Among the enormous amount of loot I gathered that week was a glossy poster advertising the new iMacs. It went up on my wall the minute I got home.
I find the memory of 14-year-old me plastering my walls with advertising kind of cringe-inducing — but to be fair, the same can be said for basically every other memory I have of my adolescence. More to the point, Apple kit in the nineties just wasn’t that good, so I have been wondering where all the emotional attachment and identity issues came from. It could simply be that I needed a team to root for, given how completely I ignored sports. But even back then I think I had the sense that there are basically two approaches to technology: you can make a thing and try to sell it, or you can see a problem and try to solve it. Doing the former is respectable; doing the latter, and doing it well, is admirable.
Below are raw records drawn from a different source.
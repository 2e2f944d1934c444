// Copyright (C) 2026 Fred Clausen
// Use of this source code is governed by an MIT-style
// license that can be found in the LICENSE file or at
// https://opensource.org/licenses/MIT.

//! RPC operation layer of the paper reviewing service.
//!
//! A request names an operation, an actor and a JSON parameter object.
//! The [`Dispatcher`] resolves the operation, loads the conference,
//! extracts the operation's parameters, checks the caller's permission and
//! runs the handler. Mutations go through the core `apply` function and are
//! persisted with their audit event before any notification is delivered.

#![deny(
    clippy::pedantic,
    clippy::cargo,
    clippy::nursery,
    clippy::style,
    clippy::correctness,
    clippy::all,
    clippy::suspicious,
    clippy::complexity,
    clippy::perf,
    clippy::unwrap_used,
    clippy::expect_used
)]

mod auth;
mod dispatch;
mod error;
mod handlers;
mod notify;
mod operation;
mod params;
mod permissions;

#[cfg(test)]
mod tests;

pub use auth::{AuthenticatedActor, AuthenticationService};
pub use dispatch::{
    Dispatcher, Gate, HandlerContext, HandlerSpec, OperationRequest, Registry, Scope,
};
pub use error::{AuthError, ErrorKind, ServiceError, translate_core_error, translate_domain_error};
pub use notify::{LogNotifier, Notifier, RecordingNotifier};
pub use operation::Operation;
pub use params::{DATETIME_FORMAT, ParamError, ParameterManager, format_datetime};
pub use permissions::{Combinator, Permission, PermissionContext, Predicate};
impl Dispatcher {
    /// Creates a dispatcher delivering notifications to `notifier`.
    ///
    /// # Errors
    ///
    /// Returns an error if the registry fails its startup checks.
    pub fn new(notifier: Box<dyn Notifier + Send + Sync>) -> Result<Self, ServiceError> {
        Ok(Self {
            registry: Registry::new()?,
            notifier,
        })
    }

    /// Wire names of every registered operation.
    #[must_use]
    pub fn operations(&self) -> Vec<&'static str> {
        let mut names: Vec<&'static str> = Operation::ALL
            .iter()
            .filter(|op| self.registry.get(**op).is_some())
            .map(Operation::as_str)
            .collect();
        names.sort_unstable();
        names
    }

    /// Runs one operation.
    ///
    /// # Arguments
    ///
    /// * `persistence` - Where the conference is loaded from and saved to
    /// * `request` - The call to run
    ///
    /// # Returns
    ///
    /// The JSON answer of the operation.
    ///
    /// # Errors
    ///
    /// Returns the first failure verbatim: unknown operation, missing or
    /// malformed parameters, denied access, rejected command or storage
    /// failure. Nothing is persisted when an error is returned.
    pub fn dispatch(
        &self,
        persistence: &mut Persistence,
        request: &OperationRequest,
    ) -> Result<Value, ServiceError> {
        let operation: Operation = request.method.parse()?;
        let spec: HandlerSpec = *self
            .registry
            .get(operation)
            .ok_or_else(|| ServiceError::unknown_operation(&request.method))?;
        let params: ParameterManager<'_> = ParameterManager::new(&request.params);
        let actor: &AuthenticatedActor = &request.actor;

        let conference_id: ConferenceId =
            ConferenceId::new(&params.required_scalar("conference")?)
                .map_err(translate_domain_error)?;
        let conference: Conference = persistence.load_conference(&conference_id)?;

        let mut contributions: Vec<ContributionId> = Vec::new();
        let mut contribution: Option<ContributionId> = None;
        let mut judgement: Option<ReviewRole> = None;
        let mut reviewing_disabled_code: Option<&'static str> = None;

        match spec.scope {
            Scope::Conference => reviewing_disabled_code = Some("ERR-REV1a"),
            Scope::Assignment => {
                let ids: Vec<String> = params
                    .required_list("contributions", false)
                    .map_err(missing_as("ERR-REV2"))?;
                for id in ids {
                    let id: ContributionId =
                        ContributionId::new(&id).map_err(translate_domain_error)?;
                    conference
                        .contribution(&id)
                        .map_err(translate_domain_error)?;
                    contributions.push(id);
                }
            }
            Scope::Contribution => {
                let id: ContributionId =
                    ContributionId::new(&params.required_scalar("contribution")?)
                        .map_err(translate_domain_error)?;
                conference
                    .contribution(&id)
                    .map_err(translate_domain_error)?;
                contribution = Some(id);
                judgement = params
                    .optional_str("current")?
                    .and_then(|kind| ReviewRole::from_judgement_kind(kind).ok());
                if !conference.paper_reviewing_enabled {
                    return Err(ServiceError::conflict(
                        "ERR-REV1b",
                        "Paper Reviewing is not active for this conference",
                    ));
                }
            }
            Scope::Attachments => {
                if params.has("contribution") {
                    let id: ContributionId =
                        ContributionId::new(&params.required_scalar("contribution")?)
                            .map_err(translate_domain_error)?;
                    conference
                        .contribution(&id)
                        .map_err(translate_domain_error)?;
                    contribution = Some(id);
                }
            }
        }

        if let Gate::Guarded(permission) = spec.gate {
            let ctx: PermissionContext<'_> = PermissionContext {
                conference: &conference,
                actor: &actor.id,
                contributions: &contributions,
                contribution: contribution.as_ref(),
                judgement,
                reviewing_disabled_code,
            };
            permission.check(&ctx)?;
        }

        let cause: Cause = Cause::new(
            format!("rpc-{:016x}", rand::random::<u64>()),
            format!("RPC {operation}"),
        );
        let mut ctx: HandlerContext<'_> = HandlerContext {
            operation,
            actor,
            params,
            contributions,
            contribution,
            judgement,
            state: State::new(conference),
            cause,
            transitions: Vec::new(),
        };
        let answer: Value = (spec.handler)(&mut ctx)?;

        for transition in &ctx.transitions {
            persistence.persist_transition(transition).map_err(|e| {
                error!(
                    method = %operation,
                    conference = %conference_id,
                    error = %e,
                    "Failed to persist transition"
                );
                ServiceError::from(e)
            })?;
        }
        for transition in &ctx.transitions {
            for notification in &transition.notifications {
                debug!(recipient = %notification.recipient(), "Delivering notification");
                self.notifier.deliver(notification);
            }
        }

        info!(
            method = %operation,
            actor = %actor.id,
            conference = %conference_id,
            transitions = ctx.transitions.len(),
            "Dispatched operation"
        );
        Ok(answer)
    }
}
I’m about to start an engineering career at post-Jobs Apple. When I interviewed with the company, Steve had already formally resigned as CEO; when I start, they will have already held his memorial service. He is gone, and I am sadder about it than I expected to be, but I am also excited. A few weeks ago, Guy English wrote a piece called Not About Steve, and I’ve been turning it over in my mind since. Here’s what gets me:
One of the first things I remember reading in the news when Jobs first returned to Apple was that he had the Icon Garden mothballed. At the time, around 1997, Apple had pixelated sculptures of Mac OS icons on the campus grounds. Once Steve returned they had to go — appreciating history is one thing, enshrining it is something else.
To me, dismantling the icon garden speaks of a remarkable combination of pragmatism and imagination. For fourteen years, Apple’s ethos has been a statement and a question: what we have done is good; how can we do it better? That’s not just good business, that’s people aspiring to greatness.
So with that in mind: thanks, Steve, for making what I have done possible. I can’t wait to see what I’ll do next.